Gene trawl shows Druze are living "gene sanctuary"

WASHINGTON (Reuters) - The Druze people of Israel are a genetic sanctuary of ancient lineages of DNA, researchers reported on Wednesday.

Not only does the exclusive religious community offer a snapshot into the history of the Middle East, but their well-preserved diversity may provide opportunities for medical research, the team at the Technion-Israel Institute of Technology said.

The researchers looked at mitochondrial DNA, a type of genetic material that is passed down virtually unchanged from mother to daughter. It can provide a kind of snapshot of the ancestry of a person.

“Altogether we sampled 311 different paternal households from 20 Druze villages in Northern Israel, and 208 surnames were identified,” Karl Skorecki and colleagues wrote in the Public Library of Science journal PLoS ONE.

The mitochondrial DNA backed up the legendary origin of this close-knit religious group, believed to number 1 million or fewer.

For instance, Skorecki’s team discovered an unusually high frequency of a haplogroup, or a distinct collection of genetic markers, called haplogroup X. Haplogroup X is rare but is found around the world among diverse groups.

This fits in with the known history of the Druze, who mostly live in mountainous regions of Lebanon, Syria, Israel and Jordan, and provides “a sample snapshot of the genetic landscape of the Near East prior to the modern age,” the researchers wrote.
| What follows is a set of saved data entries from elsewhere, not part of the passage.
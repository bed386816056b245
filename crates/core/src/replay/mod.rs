//! Replay of writes that were served by the local fallback
//!
//! Operations are attempted in enqueue order, but a failed operation moves to
//! the tail, so ordering across failures is not preserved.

mod queue;
mod worker;

pub use queue::{DrainReport, ReplayConfig, ReplayQueue};
pub use worker::{ReplayDrain, ReplayWorker, ReplayWorkerConfig, WorkerError};
//! HTTP-backed storage

pub mod document;

pub use document::DocumentBackend;
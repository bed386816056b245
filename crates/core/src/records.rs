//! Helpers over record lists shared by remote results and local fallback

use chrono::{DateTime, Utc};
use clientkey_domain::{DataRequest, Record};
use serde_json::Value;

/// When a record happened: `timestamp` for activities, else `created_at`
pub fn record_timestamp(record: &Record) -> Option<DateTime<Utc>> {
    ["timestamp", "created_at"]
        .iter()
        .filter_map(|key| record.get(*key)?.as_str())
        .find_map(|raw| DateTime::parse_from_rfc3339(raw).ok())
        .map(|ts| ts.with_timezone(&Utc))
}

/// Objects of a JSON array; anything else yields nothing
pub fn into_records(data: Value) -> Vec<Record> {
    match data {
        Value::Array(items) => items
            .into_iter()
            .filter_map(|item| match item {
                Value::Object(record) => Some(record),
                _ => None,
            })
            .collect(),
        _ => Vec::new(),
    }
}

pub fn field_str<'a>(record: &'a Record, key: &str) -> Option<&'a str> {
    record.get(key)?.as_str()
}

/// Activities of one client (or all), newest first, at most `limit`
pub fn newest_activities(records: Vec<Record>, client_id: Option<&str>, limit: usize) -> Vec<Record> {
    let mut selected: Vec<Record> = records
        .into_iter()
        .filter(|r| client_id.map_or(true, |id| field_str(r, "client_id") == Some(id)))
        .collect();
    // stable sort keeps insertion order for equal or missing timestamps
    selected.reverse();
    selected.sort_by(|a, b| record_timestamp(b).cmp(&record_timestamp(a)));
    selected.truncate(limit);
    selected
}

/// First client whose email or name contains `term`, ignoring case
pub fn find_by_term(records: &[Record], term: &str) -> Option<Record> {
    let term = term.trim().to_lowercase();
    if term.is_empty() {
        return None;
    }
    records
        .iter()
        .find(|r| {
            ["email", "name"].iter().any(|key| {
                field_str(r, key).is_some_and(|value| value.to_lowercase().contains(&term))
            })
        })
        .cloned()
}

/// Narrow a raw SELECT result to what `request` asked for
pub fn shape_read(request: &DataRequest, data: Value) -> Value {
    match request {
        DataRequest::GetActivities { client_id, limit } => Value::Array(
            newest_activities(into_records(data), client_id.as_deref(), *limit)
                .into_iter()
                .map(Value::Object)
                .collect(),
        ),
        DataRequest::FindClient { term } => {
            find_by_term(&into_records(data), term).map_or(Value::Null, Value::Object)
        }
        _ => data,
    }
}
Marriage outside the group is discouraged, first cousins often marry, and it is impossible to convert to the religion, an offshoot of Islam.
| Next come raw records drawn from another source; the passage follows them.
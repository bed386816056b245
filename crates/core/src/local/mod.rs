//! Local storage: the always-available backend and the fallback system of record
//!
//! Each resource lives under the key `db_{resource}` as a JSON array of
//! records, the same layout whether it is written by the local backend or by a
//! fallback handler.

mod backend;
mod memory;
mod tables;

pub use backend::LocalBackend;
pub use memory::MemoryLocalStore;
pub use tables::LocalTables;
The Druze religion was founded in the year 1017 by what were believed to have been an ethnically diverse group of people and Skorecki’s team’s findings support this.
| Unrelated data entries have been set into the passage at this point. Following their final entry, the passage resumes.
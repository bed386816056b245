//! Configuration structures
//!
//! Every section falls back to its defaults when absent, so an empty file (or
//! no file at all) yields a configuration that degrades to local storage.

use std::time::Duration;

use serde::{Deserialize, Serialize};

/// Application configuration
#[derive(Debug, Clone, Default, PartialEq, Serialize, Deserialize)]
#[serde(default)]
pub struct Config {
    pub relational: RelationalConfig,
    pub document: DocumentConfig,
    pub local: LocalConfig,
    pub resilience: ResilienceConfig,
    pub logging: LoggingConfig,
}

/// Primary backend: relational store
#[derive(Debug, Clone, PartialEq, Serialize, Deserialize)]
#[serde(default)]
pub struct RelationalConfig {
    pub enabled: bool,
    pub host: String,
    pub port: u16,
    pub user: String,
    pub password: String,
    pub database: String,
    pub connect_timeout_ms: u64,
    pub use_tls: bool,
}

impl Default for RelationalConfig {
    fn default() -> Self {
        Self {
            enabled: true,
            host: "localhost".to_string(),
            port: 5432,
            user: "root".to_string(),
            password: String::new(),
            database: "clientkey".to_string(),
            connect_timeout_ms: 5_000,
            use_tls: false,
        }
    }
}

impl RelationalConfig {
    pub fn connect_timeout(&self) -> Duration {
        Duration::from_millis(self.connect_timeout_ms)
    }
}

/// Secondary backend: document store reached over REST
#[derive(Debug, Clone, PartialEq, Serialize, Deserialize)]
#[serde(default)]
pub struct DocumentConfig {
    pub enabled: bool,
    pub base_url: String,
    pub api_key: Option<String>,
    pub project_id: Option<String>,
    pub request_timeout_ms: u64,
}

impl Default for DocumentConfig {
    fn default() -> Self {
        Self {
            enabled: true,
            base_url: "http://localhost:8080".to_string(),
            api_key: None,
            project_id: None,
            request_timeout_ms: 10_000,
        }
    }
}

impl DocumentConfig {
    /// The document store is only worth trying with credentials
    pub fn is_configured(&self) -> bool {
        self.enabled
            && self.api_key.as_deref().is_some_and(|k| !k.trim().is_empty())
            && self.project_id.as_deref().is_some_and(|p| !p.trim().is_empty())
    }

    pub fn request_timeout(&self) -> Duration {
        Duration::from_millis(self.request_timeout_ms)
    }
}

/// Local key/value storage (always available)
#[derive(Debug, Clone, PartialEq, Serialize, Deserialize)]
#[serde(default)]
pub struct LocalConfig {
    pub path: String,
    pub pool_size: u32,
}

impl Default for LocalConfig {
    fn default() -> Self {
        Self { path: "clientkey-local.db".to_string(), pool_size: 4 }
    }
}

/// Circuit breaker, retry and replay tuning
#[derive(Debug, Clone, PartialEq, Serialize, Deserialize)]
#[serde(default)]
pub struct ResilienceConfig {
    pub failure_threshold: u64,
    pub cooldown_ms: u64,
    pub max_jitter_ms: u64,
    pub max_delay_ms: u64,
    pub replay_max_attempts: u32,
    pub replay_pause_ms: u64,
    pub replay_interval_ms: u64,
    pub drain_on_enqueue: bool,
    pub activity_cap_per_client: usize,
}

impl Default for ResilienceConfig {
    fn default() -> Self {
        Self {
            failure_threshold: 5,
            cooldown_ms: 30_000,
            max_jitter_ms: 1_000,
            max_delay_ms: 30_000,
            replay_max_attempts: crate::constants::REPLAY_MAX_ATTEMPTS,
            replay_pause_ms: 100,
            replay_interval_ms: 30_000,
            drain_on_enqueue: true,
            activity_cap_per_client: crate::constants::MAX_ACTIVITIES_PER_CLIENT,
        }
    }
}

impl ResilienceConfig {
    pub fn cooldown(&self) -> Duration {
        Duration::from_millis(self.cooldown_ms)
    }

    pub fn max_jitter(&self) -> Duration {
        Duration::from_millis(self.max_jitter_ms)
    }

    pub fn max_delay(&self) -> Duration {
        Duration::from_millis(self.max_delay_ms)
    }

    pub fn replay_pause(&self) -> Duration {
        Duration::from_millis(self.replay_pause_ms)
    }

    pub fn replay_interval(&self) -> Duration {
        Duration::from_millis(self.replay_interval_ms)
    }
}

/// Log output
#[derive(Debug, Clone, PartialEq, Serialize, Deserialize)]
#[serde(default)]
pub struct LoggingConfig {
    pub filter: String,
    pub json: bool,
}

impl Default for LoggingConfig {
    fn default() -> Self {
        Self { filter: "info".to_string(), json: false }
    }
}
“The populations with the smallest genetic distances to the Druze were: Turks, Armenians, Iranians and Egyptians,” they wrote.

This diversity offers a unique opportunity for researchers to study whether people who have different types of mitochondrial DNA are predisposed to different kinds of diseases.

“You can look at 150 kinds of mitochondrial DNA within one group with a similar environment, and be able to see the specific contribution of these variations,” Skorecki said in a statement.

And the different populations may offer interesting insights.

“Since they are comprised of so many distinct lineages, genetic disease may vary from clan to clan and village to village,” said Skorecki, who found genetic evidence that modern-day Jewish priests, called Kohanim, are descendants of a single common male ancestor.

This would be consistent with legend that the Kohanim are the descendants of the Biblical high priest Aaron.

Skorecki also led a team that found evidence that 40 percent of Ashkenazi or European-origin Jews are descended from four “founding mothers,” who lived in Europe 1,000 years ago.